┌──

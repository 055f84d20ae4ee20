/// Splits on `\n` only. Unlike [`str::lines`] a trailing empty segment after
/// the final newline is yielded as a line of its own, and `\r` is left in
/// place for the caller's trimming to deal with.
#[inline]
pub fn split_lines(src: &str) -> impl Iterator<Item=(usize, &str)> {
    NumberedLineSplitter::new(src)
}

#[derive(Debug, Clone, Hash, PartialEq, Eq, PartialOrd, Ord)]
pub struct NumberedLineSplitter<'a> {
    lines: Option<&'a str>,
    lineno: usize,
}

impl<'a> NumberedLineSplitter<'a> {
    #[inline]
    pub fn new(lines: &'a str) -> Self {
        Self { lines: Some(lines), lineno: 0 }
    }
}

impl<'a> Iterator for NumberedLineSplitter<'a> {
    /// 1-based line number and the line without its `\n`.
    type Item = (usize, &'a str);

    fn next(&mut self) -> Option<Self::Item> {
        let lines = self.lines?;
        self.lineno += 1;

        if let Some(index) = lines.find('\n') {
            let (head, tail) = lines.split_at(index);
            self.lines = Some(&tail[1..]);
            Some((self.lineno, head))
        } else {
            self.lines = None;
            Some((self.lineno, lines))
        }
    }
}
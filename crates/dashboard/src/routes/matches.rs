//! Match Summary Route

use axum::{
    extract::{Query, State},
    Json,
};
use cricket_data::Season;
use serde::{Deserialize, Serialize};
use stats_engine::{count_matches, toss_advantage_percentage, win_counts, WinCounts, NO_MATCHES};
use tracing::debug;

use crate::{ApiError, SharedState};

/// Query parameters for season-scoped endpoints
#[derive(Debug, Default, Deserialize)]
pub struct SeasonQuery {
    /// Season label; latest season when absent
    pub season: Option<String>,
}

/// Match count, win distribution and toss advantage for a season
#[derive(Debug, Serialize)]
pub struct MatchSummaryResponse {
    pub season: Season,
    pub total_matches: usize,
    pub wins: WinCounts,
    pub toss_advantage_pct: f64,
    #[serde(skip_serializing_if = "Option::is_none")]
    pub notice: Option<&'static str>,
}

/// Get the match summary
pub async fn get_matches(
    State(state): State<SharedState>,
    Query(params): Query<SeasonQuery>,
) -> Result<Json<MatchSummaryResponse>, ApiError> {
    let season = state.resolve_season(params.season.as_deref())?;
    let season_matches = state.engine.season_matches(&season);
    let total_matches = count_matches(&season_matches);

    debug!("Match summary for {}: {} matches", season, total_matches);

    Ok(Json(MatchSummaryResponse {
        wins: win_counts(&season_matches),
        toss_advantage_pct: toss_advantage_percentage(&season_matches),
        notice: (total_matches == 0).then_some(NO_MATCHES),
        total_matches,
        season,
    }))
}
//! Bowling Queries

use crate::batting::season_deliveries;
use crate::ranking::{PlayerTotal, Tally};
use cricket_data::{EnrichedDelivery, Season};

/// Season's leading wicket taker, `None` when no bowler took a wicket
pub fn top_bowler_of_season(enriched: &[EnrichedDelivery], season: &Season) -> Option<PlayerTotal> {
    top_n_bowlers_of_season(enriched, season, 1).into_iter().next()
}

/// Bowlers ranked by wickets credited to them in `season`
pub fn top_n_bowlers_of_season(
    enriched: &[EnrichedDelivery],
    season: &Season,
    n: usize,
) -> Vec<PlayerTotal> {
    let mut tally = Tally::new();
    let credited = season_deliveries(enriched, season)
        .filter(|d| d.is_bowler_wicket() && d.player_dismissed.is_some());
    for d in credited {
        tally.add(&d.bowler, 1);
    }
    tally.into_players(n)
}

└──

-- Directions --
Every line above should be retyped exactly as given.

-- Response --
repository 055f84d20ae4ee20
/// Splits on `\n` only. Unlike [`str::lines`] a trailing empty segment after
/// the final newline is yielded as a line of its own, and `\r` is left in
/// place for the caller's trimming to deal with.
#[inline]
pub fn split_lines(src: &str) -> impl Iterator<Item=(usize, &str)> {
    NumberedLineSplitter::new(src)
}

#[derive(Debug, Clone, Hash, PartialEq, Eq, PartialOrd, Ord)]
pub struct NumberedLineSplitter<'a> {
    lines: Option<&'a str>,
    lineno: usize,
}

impl<'a> NumberedLineSplitter<'a> {
    #[inline]
    pub fn new(lines: &'a str) -> Self {
        Self { lines: Some(lines), lineno: 0 }
    }
}

impl<'a> Iterator for NumberedLineSplitter<'a> {
    /// 1-based line number and the line without its `\n`.
    type Item = (usize, &'a str);

    fn next(&mut self) -> Option<Self::Item> {
        let lines = self.lines?;
        self.lineno += 1;

        if let Some(index) = lines.find('\n') {
            let (head, tail) = lines.split_at(index);
            self.lines = Some(&tail[1..]);
            Some((self.lineno, head))
        } else {
            self.lines = None;
            Some((self.lineno, lines))
        }
    }
}
filename crates/dashboard/src/routes/matches.rs
//! Match Summary Route

use axum::{
    extract::{Query, State},
    Json,
};
use cricket_data::Season;
use serde::{Deserialize, Serialize};
use stats_engine::{count_matches, toss_advantage_percentage, win_counts, WinCounts, NO_MATCHES};
use tracing::debug;

use crate::{ApiError, SharedState};

/// Query parameters for season-scoped endpoints
#[derive(Debug, Default, Deserialize)]
pub struct SeasonQuery {
    /// Season label; latest season when absent
    pub season: Option<String>,
}

/// Match count, win distribution and toss advantage for a season
#[derive(Debug, Serialize)]
pub struct MatchSummaryResponse {
    pub season: Season,
    pub total_matches: usize,
    pub wins: WinCounts,
    pub toss_advantage_pct: f64,
    #[serde(skip_serializing_if = "Option::is_none")]
    pub notice: Option<&'static str>,
}

/// Get the match summary
pub async fn get_matches(
    State(state): State<SharedState>,
    Query(params): Query<SeasonQuery>,
) -> Result<Json<MatchSummaryResponse>, ApiError> {
    let season = state.resolve_season(params.season.as_deref())?;
    let season_matches = state.engine.season_matches(&season);
    let total_matches = count_matches(&season_matches);

    debug!("Match summary for {}: {} matches", season, total_matches);

    Ok(Json(MatchSummaryResponse {
        wins: win_counts(&season_matches),
        toss_advantage_pct: toss_advantage_percentage(&season_matches),
        notice: (total_matches == 0).then_some(NO_MATCHES),
        total_matches,
        season,
    }))
}
//! Bowling Queries

use crate::batting::season_deliveries;
use crate::ranking::{PlayerTotal, Tally};
use cricket_data::{EnrichedDelivery, Season};

/// Season's leading wicket taker, `None` when no bowler took a wicket
pub fn top_bowler_of_season(enriched: &[EnrichedDelivery], season: &Season) -> Option<PlayerTotal> {
    top_n_bowlers_of_season(enriched, season, 1).into_iter().next()
}

/// Bowlers ranked by wickets credited to them in `season`
pub fn top_n_bowlers_of_season(
    enriched: &[EnrichedDelivery],
    season: &Season,
    n: usize,
) -> Vec<PlayerTotal> {
    let mut tally = Tally::new();
    let credited = season_deliveries(enriched, season)
        .filter(|d| d.is_bowler_wicket() && d.player_dismissed.is_some());
    for d in credited {
        tally.add(&d.bowler, 1);
    }
    tally.into_players(n)
}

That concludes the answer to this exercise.